◆ **Exercise instructions**:
Where in the data below does the word "Option" appear? Copy every line that has it.
---------- Information provided
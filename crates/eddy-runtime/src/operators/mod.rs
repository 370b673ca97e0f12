//! Built-in operators: sources, sinks, and transform constructors.
//!
//! Everything here is implemented against the public operator contracts
//! in `eddy-core`; user code is expected to define its own operators the
//! same way.

pub mod filter;
pub mod map;
pub mod sink;
pub mod source;

pub use filter::{filter, filter_int, predicates};
pub use map::{map, map_float, map_int, map_text};
pub use sink::{
    AggregateHandle, AggregateSnapshot, AggregatingSink, CounterHandle, CountingSink, FnSink,
    LogSink, NullSink,
};
pub use source::{FnSource, RandomConfig, RandomSource, SequenceConfig, SequenceSource};
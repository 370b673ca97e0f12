//! Work-stealing scheduling over partitioned instances.

use std::sync::atomic::Ordering;
use std::sync::Arc;

use parking_lot::Mutex;
use rand::rngs::SmallRng;
use rand::{Rng, SeedableRng};

use super::{Scheduler, SchedulerStats, SchedulerStatsSnapshot, SchedulingPolicy};
use crate::instance::OperatorInstance;

/// Work-stealing scheduler.
///
/// Instances are partitioned round-robin by index at construction. A
/// worker scans its own partition first; if nothing is ready it probes up
/// to `num_workers` uniformly-random victims, never itself, so the whole
/// retry budget is spent on other workers' partitions. Each worker slot
/// has its own PRNG behind a mutex that only that worker touches, so
/// victim selection never contends. Determinism is not a goal.
pub struct WorkStealingScheduler {
    partitions: Vec<Vec<Arc<OperatorInstance>>>,
    num_workers: u32,
    rngs: Vec<Mutex<SmallRng>>,
    stats: SchedulerStats,
}

impl WorkStealingScheduler {
    /// Creates a scheduler over `instances`, partitioned across
    /// `num_workers` workers (minimum 1).
    #[must_use]
    pub fn new(instances: Vec<Arc<OperatorInstance>>, num_workers: u32) -> Self {
        let num_workers = num_workers.max(1);
        let mut partitions: Vec<Vec<Arc<OperatorInstance>>> =
            (0..num_workers).map(|_| Vec::new()).collect();
        for (i, instance) in instances.into_iter().enumerate() {
            partitions[i % num_workers as usize].push(instance);
        }
        let rngs = (0..num_workers)
            .map(|_| Mutex::new(SmallRng::from_entropy()))
            .collect();
        Self {
            partitions,
            num_workers,
            rngs,
            stats: SchedulerStats::default(),
        }
    }

    /// Returns the number of instances in `worker_id`'s own partition.
    #[must_use]
    pub fn partition_len(&self, worker_id: u32) -> usize {
        self.partitions[worker_id as usize].len()
    }

    fn scan(partition: &[Arc<OperatorInstance>]) -> Option<Arc<OperatorInstance>> {
        partition
            .iter()
            .find(|instance| instance.has_work())
            .map(Arc::clone)
    }
}

impl Scheduler for WorkStealingScheduler {
    fn next(&self, worker_id: u32) -> Option<Arc<OperatorInstance>> {
        self.stats.total_scheduled.fetch_add(1, Ordering::Relaxed);

        // Local partition first.
        if let Some(instance) = Self::scan(&self.partitions[worker_id as usize]) {
            return Some(instance);
        }

        // Steal from random victims. Drawing a non-zero offset from our
        // own id makes every attempt land on some other worker.
        if self.num_workers > 1 {
            let mut rng = self.rngs[worker_id as usize].lock();
            for _ in 0..self.num_workers {
                let offset = rng.gen_range(1..self.num_workers);
                let victim = (worker_id + offset) % self.num_workers;
                if let Some(instance) = Self::scan(&self.partitions[victim as usize]) {
                    self.stats.work_stolen.fetch_add(1, Ordering::Relaxed);
                    return Some(instance);
                }
            }
        }

        self.stats.idle_cycles.fetch_add(1, Ordering::Relaxed);
        None
    }

    fn stats(&self) -> SchedulerStatsSnapshot {
        self.stats.snapshot()
    }

    fn policy(&self) -> SchedulingPolicy {
        SchedulingPolicy::WorkStealing
    }
}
--------------------
◆ **Exercise result**:
    fn scan(partition: &[Arc<OperatorInstance>]) -> Option<Arc<OperatorInstance>> {
    fn next(&self, worker_id: u32) -> Option<Arc<OperatorInstance>> {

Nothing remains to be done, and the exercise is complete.